Midwife Comfort Momoh offers pioneering support and treatment to victims of female genital mutilation in the UK
Comfort Momoh at her FGM clinic at Guys Hospital, London
Comfort Momoh at her FGM clinic at Guys Hospital, London
MARY TURNER/TIMES NEWSPAPERS LTD

Comfort Momoh must be the most aptly named midwife in Britain. She was born just days after her mother’s own mother died. As her firstborn child, Momoh helped her mother through her grief. “So I was her Comfort,” she explains.

The pioneering midwife has been living up to the name ever since, treating, supporting and, in many cases, mothering survivors of female genital mutilation in her role as head of the country’s busiest FGM clinic.

She set up the specialist clinic 17 years ago. It’s very much a one-woman affair — for “clinic”, think Momoh, a spare examination room and a very busy diary. She sees pregnant FGM women on Fridays at St Thomas’ Hospital, Central London, and the rest here, at nearby Guy’s Hospital, on Thursdays.

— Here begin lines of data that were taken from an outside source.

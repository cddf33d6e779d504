//! Scene and sample descriptors produced by the dataset reader.
//!
//! These are read-only inputs to the resolver. A scene carries one
//! weather/time classification and an ordered list of samples; each sample
//! is one timestamped multi-sensor frame.

use std::path::PathBuf;

use schemars::JsonSchema;
use serde::{Deserialize, Serialize};

use crate::geometry::{BoundingBox, Box3d, MaskRegion, Point};
use crate::sensor::CameraId;

/// Day/night base state of a scene.
#[derive(Debug, Clone, Copy, PartialEq, Eq, Hash, Serialize, Deserialize, JsonSchema)]
#[serde(rename_all = "snake_case")]
pub enum TimeOfDay {
    Day,
    Night,
}

/// Weather/time classification of a scene.
///
/// Rain is an overlay on top of the day/night base state. The base state is
/// optional here only because readers may not know it; the resolver refuses
/// scenes whose base state is neither set nor derivable from the description.
#[derive(Debug, Clone, Copy, Default, PartialEq, Eq, Hash, Serialize, Deserialize, JsonSchema)]
pub struct SceneConditions {
    #[serde(default)]
    pub time_of_day: Option<TimeOfDay>,
    #[serde(default)]
    pub rain: bool,
}

impl SceneConditions {
    pub fn new(time_of_day: TimeOfDay, rain: bool) -> Self {
        Self {
            time_of_day: Some(time_of_day),
            rain,
        }
    }

    pub fn day() -> Self {
        Self::new(TimeOfDay::Day, false)
    }

    pub fn night() -> Self {
        Self::new(TimeOfDay::Night, false)
    }

    /// Derive conditions from a free-text scene description.
    ///
    /// nuScenes descriptions mention "night" and "rain" explicitly; scenes
    /// that do not mention night were recorded in daylight.
    pub fn from_description(description: &str) -> Self {
        let lower = description.to_lowercase();
        let time_of_day = if lower.contains("night") {
            TimeOfDay::Night
        } else {
            TimeOfDay::Day
        };
        Self::new(time_of_day, lower.contains("rain"))
    }
}

/// A recorded driving sequence.
#[derive(Debug, Clone, PartialEq, Serialize, Deserialize, JsonSchema)]
pub struct SceneDescriptor {
    pub token: String,
    #[serde(default)]
    pub name: String,
    #[serde(default)]
    pub description: String,
    #[serde(default)]
    pub conditions: SceneConditions,
    #[serde(default)]
    pub samples: Vec<SampleDescriptor>,
}

impl SceneDescriptor {
    /// Conditions used for admission.
    ///
    /// Explicit conditions win. Without a day/night base state the
    /// description is parsed instead; an empty description leaves the base
    /// state unknown.
    pub fn effective_conditions(&self) -> SceneConditions {
        if self.conditions.time_of_day.is_some() || self.description.trim().is_empty() {
            return self.conditions;
        }
        let derived = SceneConditions::from_description(&self.description);
        SceneConditions {
            time_of_day: derived.time_of_day,
            rain: self.conditions.rain || derived.rain,
        }
    }
}

/// Camera image belonging to a sample.
#[derive(Debug, Clone, PartialEq, Serialize, Deserialize, JsonSchema)]
pub struct CameraImage {
    pub camera: CameraId,
    pub path: PathBuf,
    pub width: u32,
    pub height: u32,
}

/// One timestamped multi-sensor frame.
#[derive(Debug, Clone, PartialEq, Serialize, Deserialize, JsonSchema)]
pub struct SampleDescriptor {
    pub token: String,
    /// Capture time in microseconds
    pub timestamp: u64,
    pub is_key_frame: bool,
    /// Ego speed in m/s
    pub ego_speed: f64,
    #[serde(default)]
    pub images: Vec<CameraImage>,
    #[serde(default)]
    pub objects: Vec<AnnotatedObject>,
}

impl SampleDescriptor {
    /// Image captured by a given camera, if any.
    pub fn image_for(&self, camera: CameraId) -> Option<&CameraImage> {
        self.images.iter().find(|image| image.camera == camera)
    }
}

/// Annotated object projected into one camera view.
#[derive(Debug, Clone, PartialEq, Serialize, Deserialize, JsonSchema)]
pub struct AnnotatedObject {
    pub token: String,
    pub category: String,
    /// Camera whose image plane the 2D geometry lives in
    pub camera: CameraId,
    pub bbox: BoundingBox,
    /// Projected outline in pixels, when available
    #[serde(default, skip_serializing_if = "Option::is_none")]
    pub polygon: Option<Vec<Point>>,
    #[serde(default, skip_serializing_if = "Option::is_none")]
    pub box_3d: Option<Box3d>,
    /// Projected area in pixels
    pub area: f64,
}

impl AnnotatedObject {
    /// Mask geometry of this object: its outline when known, else its box.
    pub fn mask_region(&self) -> MaskRegion {
        match &self.polygon {
            Some(points) if points.len() >= 3 => MaskRegion::Polygon {
                points: points.clone(),
            },
            _ => MaskRegion::Rect { rect: self.bbox },
        }
    }
}
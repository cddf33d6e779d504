//! End-to-end run: load inputs, resolve scenes, write JSON lines.

use std::path::Path;
use std::sync::Arc;

use futures::StreamExt;
use rdepth_media::MaskStrategyBuilder;
use rdepth_ml_client::SegmentationClient;
use rdepth_models::{SceneDescriptor, SensorTopologyTable};
use tokio::io::{AsyncWrite, AsyncWriteExt, BufWriter};
use tracing::{info, warn};

use crate::config::WorkerConfig;
use crate::error::{ConfigError, WorkerError, WorkerResult};
use crate::filter_config::FilterConfiguration;
use crate::metrics;
use crate::options::RawFilterOptions;
use crate::pipeline::SampleFilterPipeline;
use crate::resolver::SceneResolver;

/// Counts reported at the end of a run.
#[derive(Debug, Clone, Copy, Default, PartialEq, Eq)]
pub struct RunSummary {
    pub scenes: usize,
    pub samples: usize,
    pub admitted: usize,
    pub rejected: usize,
    pub skipped: usize,
}

/// Build the resolver for validated options.
///
/// The maskrcnn policy needs `segmentation_url`. An unhealthy service is
/// logged but does not stop the run; failed batches surface per sample.
pub async fn build_resolver(
    config: &WorkerConfig,
    options: RawFilterOptions,
) -> WorkerResult<SceneResolver> {
    let filter = FilterConfiguration::build(options)?;
    let topology = SensorTopologyTable::nuscenes().map_err(ConfigError::from)?;

    let mut builder = MaskStrategyBuilder::for_policy(filter.mask_policy())
        .with_settings(filter.mask_settings(config.max_mask_parallel));

    if filter.mask_policy().requires_model() {
        let url = config.segmentation_url.as_deref().ok_or_else(|| {
            WorkerError::config_error("RDEPTH_SEGMENTATION_URL is required for the maskrcnn policy")
        })?;
        let client = SegmentationClient::new(url, config.request_timeout)?;
        match client.health().await {
            Ok(true) => info!(url = %client.base_url(), "Using segmentation service"),
            Ok(false) => warn!(url = %client.base_url(), "Segmentation service reports unhealthy"),
            Err(e) => warn!(url = %client.base_url(), error = %e, "Segmentation service health check failed"),
        }
        builder = builder.with_model(Arc::new(client));
    }

    let strategy = builder.build()?;
    info!(
        policy = %filter.mask_policy(),
        strategy = strategy.name(),
        cameras = ?filter.camera_channels(),
        pass_filters = %filter.pass_filters(),
        version = %filter.nuscenes_version(),
        topology_cameras = topology.len(),
        "Resolver ready"
    );

    let pipeline = SampleFilterPipeline::new(Arc::new(filter), Arc::new(topology));
    Ok(SceneResolver::new(pipeline, strategy, config.max_scene_parallel))
}

/// Load scene descriptors from a JSON array.
pub async fn load_scenes(path: &Path) -> WorkerResult<Vec<SceneDescriptor>> {
    let json = tokio::fs::read_to_string(path).await?;
    let scenes: Vec<SceneDescriptor> = serde_json::from_str(&json)?;
    Ok(scenes)
}

/// Resolve `scenes` and write one JSON line per resolved sample.
///
/// Recoverable sample failures are logged and skipped; anything else stops
/// the run.
pub async fn resolve_to_writer<W>(
    resolver: &SceneResolver,
    scenes: Vec<SceneDescriptor>,
    seed: u64,
    out: &mut W,
) -> WorkerResult<RunSummary>
where
    W: AsyncWrite + Unpin,
{
    let mut summary = RunSummary {
        scenes: scenes.len(),
        ..RunSummary::default()
    };

    let stream = resolver.resolve_scenes(scenes, seed);
    futures::pin_mut!(stream);

    while let Some(result) = stream.next().await {
        summary.samples += 1;
        match result {
            Ok(sample) => {
                if sample.admitted {
                    summary.admitted += 1;
                } else {
                    summary.rejected += 1;
                }
                let mut line = serde_json::to_vec(&sample)?;
                line.push(b'\n');
                out.write_all(&line).await?;
            }
            Err(e) if e.is_recoverable() => {
                metrics::record_sample_failed(true);
                warn!(error = %e, "Skipping sample");
                summary.skipped += 1;
            }
            Err(e) => {
                metrics::record_sample_failed(false);
                return Err(e.into());
            }
        }
    }

    out.flush().await?;
    Ok(summary)
}

/// Run the worker for `config`.
pub async fn run(config: &WorkerConfig) -> WorkerResult<RunSummary> {
    let options = match &config.options_path {
        Some(path) => RawFilterOptions::from_file(path).await?,
        None => RawFilterOptions::default(),
    };
    let resolver = build_resolver(config, options).await?;

    let scenes = load_scenes(&config.scenes_path).await?;
    let scenes = resolver.select_scenes(scenes, config.seed);
    info!(scenes = scenes.len(), seed = config.seed, "Resolving scenes");

    let summary = match &config.output_path {
        Some(path) => {
            let file = tokio::fs::File::create(path).await?;
            let mut out = BufWriter::new(file);
            resolve_to_writer(&resolver, scenes, config.seed, &mut out).await?
        }
        None => {
            let mut out = BufWriter::new(tokio::io::stdout());
            resolve_to_writer(&resolver, scenes, config.seed, &mut out).await?
        }
    };

    info!(
        scenes = summary.scenes,
        samples = summary.samples,
        admitted = summary.admitted,
        rejected = summary.rejected,
        skipped = summary.skipped,
        "Run complete"
    );
    Ok(summary)
}

#[cfg(test)]
mod tests {
    use super::*;

    #[tokio::test]
    async fn test_maskrcnn_requires_url() {
        let config = WorkerConfig::new("scenes.json");
        let options = RawFilterOptions {
            how_to_gen_masks: "maskrcnn".into(),
            ..RawFilterOptions::default()
        };
        let err = build_resolver(&config, options).await.err().unwrap();
        assert!(matches!(err, WorkerError::ConfigError(ref msg) if msg.contains("RDEPTH_SEGMENTATION_URL")));
    }

    #[tokio::test]
    async fn test_invalid_options_surface_as_config_error() {
        let config = WorkerConfig::new("scenes.json");
        let options = RawFilterOptions {
            speed_bound: vec![5.0, 1.0],
            ..RawFilterOptions::default()
        };
        let err = build_resolver(&config, options).await.err().unwrap();
        assert!(matches!(err, WorkerError::Options(ConfigError::InvalidBound { .. })));
    }

    #[tokio::test]
    async fn test_load_scenes_missing_file() {
        let err = load_scenes(Path::new("/nonexistent/scenes.json")).await.unwrap_err();
        assert!(matches!(err, WorkerError::Io(_)));
    }
}
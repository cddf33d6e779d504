//! Flat filter option mapping.
//!
//! Field names and defaults follow the training option set, so an options
//! file written for the trainer can be fed to the worker unchanged. Values
//! are validated by [`FilterConfiguration::build`](crate::FilterConfiguration::build).

use std::path::Path;

use serde::{Deserialize, Serialize};

use crate::error::WorkerResult;

/// Raw, unvalidated filter options.
#[derive(Debug, Clone, PartialEq, Serialize, Deserialize)]
#[serde(default, deny_unknown_fields)]
pub struct RawFilterOptions {
    /// Camera channels to load, e.g. `["CAM_FRONT", "CAM_BACK"]`
    pub camera_channels: Vec<String>,
    /// Scene tags to admit: any of `day`, `night`, `rain`
    pub pass_filters: Vec<String>,
    /// Keep only annotated keyframes
    pub use_keyframe: bool,
    /// Exclude stationary categories from masking and removal
    pub stationary_filter: bool,
    /// Ego speed bounds in m/s; one value is a lower bound only
    pub speed_bound: Vec<f64>,
    /// Mask policy: `maskrcnn`, `bbox` or `black`
    pub how_to_gen_masks: String,
    pub maskrcnn_batch_size: usize,
    /// Recompute masks even when cached
    pub regen_masks: bool,
    /// Probability of removing each candidate object
    pub prob_to_mask_objects: f64,
    /// Fraction of scenes to sample
    pub subset_ratio: f64,
    pub nuscenes_version: String,
    /// Mask encoding: `none`, `mono` or `color`
    pub seg_mask: String,
    /// Minimum object area in pixels; 0 disables screening
    pub min_object_area: u32,
    /// Use bounding rectangles instead of outlines for masks
    pub boxify: bool,
    pub use_radar: bool,
    pub use_lidar: bool,
}

impl Default for RawFilterOptions {
    fn default() -> Self {
        Self {
            camera_channels: vec!["CAM_FRONT".to_string()],
            pass_filters: vec!["day".to_string(), "night".to_string(), "rain".to_string()],
            use_keyframe: false,
            stationary_filter: false,
            speed_bound: vec![0.0],
            how_to_gen_masks: "black".to_string(),
            maskrcnn_batch_size: 4,
            regen_masks: false,
            prob_to_mask_objects: 0.0,
            subset_ratio: 1.0,
            nuscenes_version: "v1.0-mini".to_string(),
            seg_mask: "none".to_string(),
            min_object_area: 20,
            boxify: false,
            use_radar: false,
            use_lidar: false,
        }
    }
}

impl RawFilterOptions {
    /// Parse options from a JSON string. Missing keys take their defaults.
    pub fn from_json(json: &str) -> WorkerResult<Self> {
        Ok(serde_json::from_str(json)?)
    }

    /// Load options from a JSON file.
    pub async fn from_file(path: &Path) -> WorkerResult<Self> {
        let json = tokio::fs::read_to_string(path).await?;
        Self::from_json(&json)
    }
}
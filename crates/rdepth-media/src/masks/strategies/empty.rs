//! Empty strategy - all-zero masks.

use async_trait::async_trait;
use image::GrayImage;
use rdepth_models::MaskSource;

use crate::error::MaskResult;
use crate::masks::strategy::{MaskRequest, MaskStrategy, ObjectMask};

/// Strategy for the `black` policy: every mask is empty.
pub struct EmptyStrategy;

#[async_trait]
impl MaskStrategy for EmptyStrategy {
    async fn resolve(&self, request: &MaskRequest) -> MaskResult<ObjectMask> {
        let raster = GrayImage::new(request.width, request.height);
        Ok(ObjectMask::new(request, MaskSource::Empty, raster, None, false))
    }

    fn source(&self) -> MaskSource {
        MaskSource::Empty
    }

    fn name(&self) -> &'static str {
        "empty"
    }
}
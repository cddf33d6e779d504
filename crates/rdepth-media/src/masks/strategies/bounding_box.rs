//! Bounding-box strategy - masks rasterized from annotated geometry.

use async_trait::async_trait;
use rdepth_models::MaskSource;
use tracing::debug;

use crate::error::MaskResult;
use crate::masks::strategy::{MaskRequest, MaskSettings, MaskStrategy, ObjectMask};
use crate::raster::rasterize_regions;

/// Strategy for the `bbox` policy.
///
/// Fills the retained object geometry of the request (rectangles and
/// outlines) into an image-sized raster. Never touches the disk.
pub struct BoundingBoxStrategy {
    settings: MaskSettings,
}

impl BoundingBoxStrategy {
    pub fn new(settings: MaskSettings) -> Self {
        Self { settings }
    }
}

#[async_trait]
impl MaskStrategy for BoundingBoxStrategy {
    async fn resolve(&self, request: &MaskRequest) -> MaskResult<ObjectMask> {
        let raster = rasterize_regions(
            request.width,
            request.height,
            &request.regions,
            self.settings.mode,
        );

        debug!(
            sample = %request.sample_token,
            camera = %request.camera,
            regions = request.regions.len(),
            "Rasterized box mask"
        );

        Ok(ObjectMask::new(request, MaskSource::BoundingBox, raster, None, false))
    }

    fn source(&self) -> MaskSource {
        MaskSource::BoundingBox
    }

    fn name(&self) -> &'static str {
        "bounding_box"
    }
}
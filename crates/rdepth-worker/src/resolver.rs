//! Scene resolution: filtering plus mask attachment.
//!
//! `SceneResolver` is built once per run. Scenes are resolved with bounded
//! parallelism and yielded in input order as a lazy stream; dropping the
//! stream abandons the remaining work at its next await point.

use std::future::Future;
use std::sync::Arc;

use futures::stream::{self, Stream, StreamExt};
use rand::Rng;
use rdepth_media::{MaskRequest, MaskStrategy, ObjectMask};
use rdepth_models::{ResolvedSample, SampleDescriptor, SceneDescriptor};
use tracing::{debug, Instrument};

use crate::error::SampleError;
use crate::logging::SceneLogger;
use crate::metrics;
use crate::pipeline::{scene_rng, select_scene_subset, subset_rng, SampleFilterPipeline};

/// Result of resolving one sample.
pub type SampleResult = Result<ResolvedSample, SampleError>;

/// Resolves scenes into filtered samples with masks attached.
#[derive(Clone)]
pub struct SceneResolver {
    pipeline: SampleFilterPipeline,
    strategy: Arc<dyn MaskStrategy>,
    max_scene_parallel: usize,
}

impl SceneResolver {
    pub fn new(
        pipeline: SampleFilterPipeline,
        strategy: Arc<dyn MaskStrategy>,
        max_scene_parallel: usize,
    ) -> Self {
        Self {
            pipeline,
            strategy,
            max_scene_parallel: max_scene_parallel.max(1),
        }
    }

    pub fn pipeline(&self) -> &SampleFilterPipeline {
        &self.pipeline
    }

    /// Apply the configured subset ratio to `scenes`.
    pub fn select_scenes(&self, scenes: Vec<SceneDescriptor>, seed: u64) -> Vec<SceneDescriptor> {
        let ratio = self.pipeline.config().subset_ratio();
        let total = scenes.len();
        let selected = select_scene_subset(scenes, ratio, &mut subset_rng(seed));
        debug!(total, selected = selected.len(), ratio, "Selected scene subset");
        selected
    }

    /// Evaluate a sample and, when admitted with masks enabled, resolve one
    /// mask per selected camera image.
    ///
    /// Probabilistic removal runs after the masks are known: a candidate is
    /// eligible when the mask of its camera has foreground inside its box.
    pub async fn resolve_with_masks<R>(
        &self,
        scene: &SceneDescriptor,
        sample: &SampleDescriptor,
        rng: &mut R,
    ) -> SampleResult
    where
        R: Rng + Send + ?Sized,
    {
        if !self.pipeline.config().seg_mask().is_enabled() {
            return Ok(self.pipeline.evaluate(scene, sample, rng)?);
        }

        let screened = self.pipeline.screen(scene, sample)?;
        let masks = if screened.is_admitted() {
            self.resolve_masks(scene, sample, screened.resolved()).await?
        } else {
            Vec::new()
        };

        let mut resolved = self.pipeline.remove_masked(
            screened,
            |object| {
                masks
                    .iter()
                    .any(|mask| mask.handle.camera == object.camera && mask.overlaps(&object.bbox))
            },
            rng,
        );
        resolved.masks = masks.into_iter().map(|mask| mask.handle).collect();
        Ok(resolved)
    }

    async fn resolve_masks(
        &self,
        scene: &SceneDescriptor,
        sample: &SampleDescriptor,
        resolved: &ResolvedSample,
    ) -> Result<Vec<ObjectMask>, SampleError> {
        let requests: Vec<MaskRequest> = resolved
            .cameras
            .iter()
            .filter_map(|&camera| {
                sample.image_for(camera).map(|image| MaskRequest {
                    scene_token: scene.token.clone(),
                    sample_token: sample.token.clone(),
                    camera,
                    image_path: image.path.clone(),
                    width: image.width,
                    height: image.height,
                    regions: resolved.regions_for(camera).to_vec(),
                })
            })
            .collect();

        let results = self.strategy.resolve_batch(&requests).await;
        requests
            .iter()
            .zip(results)
            .map(|(request, result)| {
                result.map_err(|e| {
                    SampleError::mask_inference(&scene.token, &sample.token, request.camera, e)
                })
            })
            .collect()
    }

    /// Resolve every sample of `scenes`.
    ///
    /// Up to `max_scene_parallel` scenes are in flight; results are yielded
    /// scene by scene in input order. Scene `i` draws from
    /// `scene_rng(seed, i)`, so output does not depend on parallelism.
    pub fn resolve_scenes(
        &self,
        scenes: Vec<SceneDescriptor>,
        seed: u64,
    ) -> impl Stream<Item = SampleResult> + '_ {
        stream::iter(scenes.into_iter().enumerate())
            .map(move |(index, scene)| self.resolve_scene(index, scene, seed))
            .buffered(self.max_scene_parallel)
            .flat_map(stream::iter)
    }

    fn resolve_scene(
        &self,
        index: usize,
        scene: SceneDescriptor,
        seed: u64,
    ) -> impl Future<Output = Vec<SampleResult>> + '_ {
        let logger = SceneLogger::new(&scene.token, index);
        let span = logger.create_span();

        async move {
            logger.log_start(scene.samples.len());
            let mut rng = scene_rng(seed, index);
            let mut results = Vec::with_capacity(scene.samples.len());
            let (mut admitted, mut rejected, mut failed) = (0, 0, 0);

            for sample in &scene.samples {
                let result = self.resolve_with_masks(&scene, sample, &mut rng).await;
                match &result {
                    Ok(resolved) if resolved.admitted => admitted += 1,
                    Ok(_) => rejected += 1,
                    Err(e) if e.is_recoverable() => {
                        failed += 1;
                        logger.log_warning(&e.to_string());
                    }
                    Err(e) => {
                        failed += 1;
                        logger.log_error(&e.to_string());
                    }
                }
                results.push(result);
            }

            metrics::record_scene_processed();
            logger.log_completion(admitted, rejected, failed);
            results
        }
        .instrument(span)
    }
}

The room is marked as a “minor procedures” room, with a single chair, a bed and a radio playing Aretha Franklin songs, and is unremarkable save for the warm, chuckling presence of the woman in the zebra-print blouse. “I’m expecting three or four women today, maybe a couple of walk-ins,” she explains. Momoh used to get worried about the ones who didn’t turn up. “They might not attend two, three, four times, but I know they will come. They are preparing themselves. They will come when they are ready.”

There are now 15 such walk-in clinics throughout the UK, in Birmingham, Bristol, Nottingham and Liverpool — each of them set up by a midwife trained by Momoh. Still, women come from all over England and Wales to see the agony aunt they know as Comfort.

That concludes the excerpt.